Mr. Ackman mentioned his expense agency, Pershing Square Holdings Ltd., would in its place choose a stake in Common and turn into a long-term trader in the corporation. The U-turn is a setback for Mr. Ackman, who crafted a very first-of-its-kind pact that established it apart from a wave of other offers orchestrated recently by exclusive-objective acquisition providers.

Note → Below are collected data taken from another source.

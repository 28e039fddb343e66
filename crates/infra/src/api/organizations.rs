//! `/organizations` client

use async_trait::async_trait;
use partnerhub_core::{OrganizationsPort, RequestScope};
use partnerhub_domain::{
    ApiResponse, Organization, OrganizationFilters, OrganizationInput, PageRequest, Result,
};
use reqwest::Method;
use tracing::{info, instrument};

use super::client::{to_body, ApiClient};
use super::normalize::{normalize_item, normalize_list};
use super::query::QueryParams;

const RESOURCE: &str = "organizations";

pub struct OrganizationsClient {
    api: ApiClient,
}

impl OrganizationsClient {
    pub fn new(api: ApiClient) -> Self {
        Self { api }
    }
}

#[async_trait]
impl OrganizationsPort for OrganizationsClient {
    #[instrument(skip(self, filters, scope), fields(page = page.page, limit = page.limit))]
    async fn list(
        &self,
        filters: &OrganizationFilters,
        page: PageRequest,
        scope: &RequestScope,
    ) -> Result<ApiResponse<Organization>> {
        let query = QueryParams::from_filters(filters)?.with_page(page);
        let url = self.api.endpoint_with_query(&[RESOURCE], &query)?;
        normalize_list(self.api.get_json(url, scope).await?)
    }

    async fn get(&self, id: &str, scope: &RequestScope) -> Result<Organization> {
        let url = self.api.endpoint(&[RESOURCE, id])?;
        self.api.get_item(url, scope).await
    }

    #[instrument(skip(self, input, scope))]
    async fn create(&self, input: &OrganizationInput, scope: &RequestScope) -> Result<Organization> {
        let url = self.api.endpoint(&[RESOURCE])?;
        let body = self.api.send_json(Method::POST, url, to_body(input)?, scope).await?;
        let created: Organization = normalize_item(body)?;
        info!(organization_id = %created.id, "organization created");
        Ok(created)
    }

    #[instrument(skip(self, input, scope))]
    async fn update(
        &self,
        id: &str,
        input: &OrganizationInput,
        scope: &RequestScope,
    ) -> Result<Organization> {
        let url = self.api.endpoint(&[RESOURCE, id])?;
        let body = self.api.send_json(Method::PUT, url, to_body(input)?, scope).await?;
        normalize_item(body)
    }

    #[instrument(skip(self, scope))]
    async fn delete(&self, id: &str, scope: &RequestScope) -> Result<()> {
        let url = self.api.endpoint(&[RESOURCE, id])?;
        self.api.delete(url, scope).await?;
        info!(organization_id = id, "organization deleted");
        Ok(())
    }
}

In June, Mr. Ackmann claimed his SPAC experienced agreed to invest in a 10% stake in Universal from French media conglomerate Vivendi SE for about $4 billion. The offer valued Universal at some $40 billion. Generally, this sort of offers contain a earlier listed SPAC, or blank-verify corporation, merging with an unlisted business, taking it community.
Mr. Ackman’s offer was distinctive: New York Inventory Trade-outlined Pershing Sq. Tontine Holdings Ltd., the SPAC, did not intend to merge with Universal but as an alternative develop into a shareholder ahead of an currently-prepared listing by Common in the Netherlands. Persons common with the make any difference mentioned it was structured that way because of tax and lawful implications for Vivendi, The Wall Avenue Journal documented.
The composition was hailed by some as a feat of economic engineering that also freed Mr. Ackman from some of the typical constraints of SPACs. In yet another departure from the typical SPAC composition, investors weren’t slated to vote on the offer.